Que todos los grupos del Frente Amplio se disuelvan para dar forma a un partido político nuevo
Para nadie es un misterio que diversas tensiones atraviesan al Frente Amplio (FA). La tensión que concentra la atención de la prensa en estos días se resume en la pregunta de qué hacer ante la eventualidad de que el nombre de la candidata del FA no figure en la papeleta de la segunda vuelta presidencial. ¿Se debe entregar el apoyo a Guillier, previa negociación de asuntos programáticos relevantes con los partidos que le apoyan? ¿Se debe preservar la independencia y autonomía del bloque, sin entrar a negociaciones con el bloque de centro-izquierda? Otra fuente potencial de tensiones son los resultados que obtenga el conglomerado tanto en la carrera presidencial como en las parlamentarias. Las victorias siempre son de todos, pero en las derrotas siempre buscamos señalar a los culpables.

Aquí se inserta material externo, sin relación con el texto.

//! Tapered elliptical cylinders and the profile sweeps built from them

use super::{MeshError, MeshPart, Vertex};
use crate::params::FlowerParameters;
use glam::{Vec2, Vec3};
use std::f32::consts::TAU;

const EPSILON: f32 = 1e-6;

/// One cross-section of a swept profile
#[derive(Debug, Clone, Copy, PartialEq)]
pub struct ProfileNode {
    pub center: Vec3,
    pub radius_x: f32,
    pub radius_z: f32,
    /// Preferred in-plane X direction; the sweep picks one when unset
    pub orientation: Option<Vec3>,
}

impl ProfileNode {
    pub fn new(center: Vec3, radius_x: f32, radius_z: f32) -> Self {
        Self {
            center,
            radius_x,
            radius_z,
            orientation: None,
        }
    }

    /// Circular cross-section
    pub fn circle(center: Vec3, radius: f32) -> Self {
        Self::new(center, radius, radius)
    }
}

/// Which ends of a segment or sweep get a flat cap
#[derive(Debug, Clone, Copy, PartialEq, Eq, Default)]
pub struct Caps {
    pub bottom: bool,
    pub top: bool,
}

impl Caps {
    pub const NONE: Caps = Caps {
        bottom: false,
        top: false,
    };
    pub const BOTH: Caps = Caps {
        bottom: true,
        top: true,
    };
    pub const BOTTOM: Caps = Caps {
        bottom: true,
        top: false,
    };
    pub const TOP: Caps = Caps {
        bottom: false,
        top: true,
    };
}

/// Default in-plane X direction for a unit axis
pub fn default_orientation(axis: Vec3) -> Vec3 {
    let mut u = if axis.x.abs() > 0.9 || axis.y.abs() > 0.9 {
        Vec3::Z
    } else {
        Vec3::X
    };
    if axis.dot(u).abs() > 0.99 {
        u = Vec3::Y;
    }
    (u - axis * axis.dot(u)).normalize()
}

/// In-plane basis `(u, v)` for a unit axis, honoring an override when it is
/// not parallel to the axis
fn ring_basis(axis: Vec3, orientation: Option<Vec3>) -> (Vec3, Vec3) {
    let u = match orientation.filter(|o| o.length_squared() > EPSILON) {
        Some(o) => {
            let projected = o - axis * axis.dot(o);
            if projected.length_squared() < EPSILON {
                default_orientation(axis)
            } else {
                projected.normalize()
            }
        }
        None => default_orientation(axis),
    };
    (u, axis.cross(u))
}

/// Add one ring of `segments` vertices and return their indices
fn add_ring(
    part: &mut MeshPart,
    center: Vec3,
    (u, v): (Vec3, Vec3),
    radius_x: f32,
    radius_z: f32,
    segments: u32,
    uv_v: Option<f32>,
) -> Vec<u32> {
    (0..segments)
        .map(|i| {
            let t = i as f32 / segments as f32;
            let (sin, cos) = (t * TAU).sin_cos();
            let position = center + u * (cos * radius_x) + v * (sin * radius_z);
            let normal = if radius_x < EPSILON || radius_z < EPSILON {
                u * cos + v * sin
            } else {
                u * (cos / radius_x) + v * (sin / radius_z)
            };
            let uv = uv_v.map(|y| Vec2::new(t, y));
            part.add_vertex(Vertex::new(position, Some(normal.normalize()), uv))
        })
        .collect()
}

/// Add a flat fan over an existing ring, facing along `normal`
fn add_cap(part: &mut MeshPart, center: Vec3, ring: &[u32], normal: Vec3, uvs: bool, flip: bool) {
    let segments = ring.len();
    let hub = part.add_vertex(Vertex::new(
        center,
        Some(normal),
        uvs.then_some(Vec2::splat(0.5)),
    ));

    let rim: Vec<u32> = ring
        .iter()
        .enumerate()
        .map(|(i, &source)| {
            let position = part.vertices()[source as usize].position;
            let uv = uvs.then(|| {
                let (sin, cos) = (i as f32 / segments as f32 * TAU).sin_cos();
                Vec2::new(0.5 + 0.5 * cos, 0.5 + 0.5 * sin)
            });
            part.add_vertex(Vertex::new(position, Some(normal), uv))
        })
        .collect();

    for i in 0..segments {
        let next = rim[(i + 1) % segments];
        if flip {
            part.add_triangle(hub, next, rim[i]);
        } else {
            part.add_triangle(hub, rim[i], next);
        }
    }
}

/// Append one tapered elliptical cylinder between two centers
///
/// Walls get `segments * 2` vertices and triangles. Each requested cap adds
/// a hub plus `segments` rim vertices, unless both radii at that end are
/// zero. On error nothing is appended.
pub fn generate_elliptical_cylinder_segment(
    part: &mut MeshPart,
    bottom: &ProfileNode,
    top: &ProfileNode,
    segments: u32,
    caps: Caps,
    uvs: bool,
    orientation: Option<Vec3>,
) -> Result<(), MeshError> {
    if segments < 3 {
        return Err(MeshError::TooFewSegments(segments));
    }
    if [bottom.radius_x, bottom.radius_z, top.radius_x, top.radius_z]
        .iter()
        .any(|&r| r < 0.0)
    {
        return Err(MeshError::NegativeRadius);
    }

    let axis = top.center - bottom.center;
    let height = axis.length();
    if height < EPSILON {
        return Err(MeshError::DegenerateAxis(height));
    }
    let axis = axis / height;
    let basis = ring_basis(axis, orientation);

    let bottom_ring = add_ring(
        part,
        bottom.center,
        basis,
        bottom.radius_x,
        bottom.radius_z,
        segments,
        uvs.then_some(0.0),
    );
    let top_ring = add_ring(
        part,
        top.center,
        basis,
        top.radius_x,
        top.radius_z,
        segments,
        uvs.then_some(1.0),
    );

    let n = segments as usize;
    for i in 0..n {
        let next = (i + 1) % n;
        part.add_triangle(bottom_ring[i], top_ring[i], top_ring[next]);
        part.add_triangle(bottom_ring[i], top_ring[next], bottom_ring[next]);
    }

    if caps.bottom && (bottom.radius_x > EPSILON || bottom.radius_z > EPSILON) {
        add_cap(part, bottom.center, &bottom_ring, -axis, uvs, true);
    }
    if caps.top && (top.radius_x > EPSILON || top.radius_z > EPSILON) {
        add_cap(part, top.center, &top_ring, axis, uvs, false);
    }

    part.has_normals = true;
    if uvs {
        part.has_uvs = true;
    }
    Ok(())
}

/// Sweep a profile as a chain of cylinder segments
///
/// The first segment's axis fixes one orientation for the whole sweep so it
/// does not twist; a node's own orientation overrides it for the segment
/// starting at that node. The base cap goes on the first segment only, the
/// tip cap on the last.
pub fn generate_segmented_cylinder(
    part: &mut MeshPart,
    profile: &[ProfileNode],
    segments: u32,
    caps: Caps,
    uvs: bool,
) -> Result<(), MeshError> {
    if profile.len() < 2 {
        return Err(MeshError::TooFewProfileNodes(profile.len()));
    }

    let first_axis = profile[1].center - profile[0].center;
    let sweep_orientation =
        (first_axis.length_squared() > EPSILON).then(|| default_orientation(first_axis.normalize()));

    let last = profile.len() - 2;
    for (i, pair) in profile.windows(2).enumerate() {
        let segment_caps = Caps {
            bottom: i == 0 && caps.bottom,
            top: i == last && caps.top,
        };
        let orientation = pair[0].orientation.or(sweep_orientation);
        generate_elliptical_cylinder_segment(
            part,
            &pair[0],
            &pair[1],
            segments,
            segment_caps,
            uvs,
            orientation,
        )?;
    }
    Ok(())
}

/// Pistil tip: widens from the style's top radius, then narrows to a point
pub fn generate_stigma(
    part: &mut MeshPart,
    style_top: &ProfileNode,
    params: &FlowerParameters,
    segments: u32,
    uvs: bool,
) -> Result<(), MeshError> {
    let height = params.pistil_stigma_height.max(0.001);
    let widest_x = style_top.radius_x * params.pistil_stigma_max_width_factor;
    let widest_z = style_top.radius_z * params.pistil_stigma_max_width_factor;
    let narrow = params.pistil_stigma_tip_narrow_factor;
    let base = style_top.center;

    let profile = [
        ProfileNode::new(base, style_top.radius_x, style_top.radius_z),
        ProfileNode::new(base + Vec3::Y * (height * 0.4), widest_x, widest_z),
        ProfileNode::new(base + Vec3::Y * height, widest_x * narrow, widest_z * narrow),
    ];
    generate_segmented_cylinder(part, &profile, segments, Caps::TOP, uvs)
}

Un resultado de Beatriz Sánchez que se acerque al 20% sería probablemente considerado muy satisfactorio, aún si la candidata quedase en tercera posición. Considerando las encuestas, la opinión de analistas externos y las expectativas propias, un resultado por debajo del 10% sería visto muy probablemente como un fracaso. Un resultado entre el 10% y el 15% de los votos se abre a más interpretaciones, dependiendo de la posición y diferencia con los otros candidatos. Parte de la evaluación de las elecciones radica en los resultados obtenidos en las parlamentarias. Si todos los grupos consiguen escaños, y si la distribución entre grupos se ajusta al plan inicial (que a todos les toque), es probable que las tensiones sean menores. Pero si el plan no funciona como se prevé y nos encontramos con grupos sin sus escaños –u otros con más escaños que los previstos– hay más probabilidades que estalle el conflicto. Es llamativo que comentaristas externos, encuestadores y muchos dirigentes del propio FA coincidan en exigirle al FA resultados electorales que, normalmente, no se les piden a actores debutantes. Para una mayoría en el conglomerado, la actual representa su primera campaña electoral y presidencial. Esta sola constatación debiera constituir una línea base de cualquier evaluación, pero está por verse cuáles serán los criterios que primarán después del 19 de noviembre.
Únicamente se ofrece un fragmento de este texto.